Ghost Forests & SLR

AAAS: “AI reveals vast ‘ghost forests’ along U.S. coast.” Spencer Rhea, an ecologist at Duke University, + colleagues gathered to investigate “ghost forests”—otherworldly stands of bleached dead trees drowned by flooding or poisoned by saltwater that is intruding inland in the Albemarle-Pamlico Peninsula of North Carolina. “They had been led here by a new map of ghost forests, created with the help of artificial intelligence (AI), that identified individual dead trees standing along the east coast of the United States.

Posted as a preprint in May, the map counted millions of dead trees across 36,000 square kilometers of coastal forests, many in areas where ghost forests had not been documented before.” But the aerial view couldn’t show exactly what killed specific stands of trees, which is why, wearing waders, they had to brave the muck + mosquitoes to collect samples. “It is forensics for tree death,” says Duke ecologist Emily Bernhardt, a leader of the NASA-funded project, which in a nod to Dr. Seuss is called THE LORACS, for Tree Health Evaluated using LiDAR, Optical, and Radar Applications across Coastal Systems. Their answers could help identify other forests at risk of becoming ghosts, a process expected to reduce biodiversity and release planet-warming carbon stored in the trees, including root systems.

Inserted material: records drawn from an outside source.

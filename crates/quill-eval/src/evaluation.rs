//! Evaluation results.

use crate::RuntimeValue;
use quill_syntax::Expr;

/// Outcome of evaluating one expression.
///
/// `value` is `None` when something the expression needs is not known yet;
/// `node` is then the expression rebuilt from whatever did resolve, ready to
/// be evaluated again.
#[derive(Debug, Clone, PartialEq)]
pub struct RuntimeEvaluation {
    pub value: Option<RuntimeValue>,
    pub node: Expr,
}

impl RuntimeEvaluation {
    pub fn resolved(value: RuntimeValue, node: Expr) -> Self {
        Self {
            value: Some(value),
            node,
        }
    }

    pub fn unresolved(node: Expr) -> Self {
        Self { value: None, node }
    }

    /// A value was produced, symbolic or not.
    pub fn is_resolved(&self) -> bool {
        self.value.is_some()
    }

    /// A concrete value was produced.
    pub fn is_ready(&self) -> bool {
        self.value.as_ref().is_some_and(|value| !value.is_symbolic())
    }
}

Henry Yeung, a doctoral student at the University of Virginia (UVA), spent hundreds of hours identifying more than 50,000 dead trees in aerial images of the coastline between South Carolina and Maine.”He then used these hand-labeled trees to train a deep learning algorithm to spot their pale color and the distinctive shadows of their bare branches in other images.” Scanning the images on its own, the algorithm counted nearly 12 million dead trees standing near the coast, as well as other patches of ghost forest farther inland along estuaries. “Not all of the AI-counted trees were killed by water; some were victims of insects or disease.”

Such AI mapping could be extended to identify ghost forests worldwide. “If you’re losing forests in a similar way [to the U.S. east coast],” he says, “then that’s a big chunk of carbon storage.” So—sea level rise [SLR], more intense storms, + infiltration of salt into aquifers all help increase carbon emissions, demonstrating the interaction of multiple climate hazards.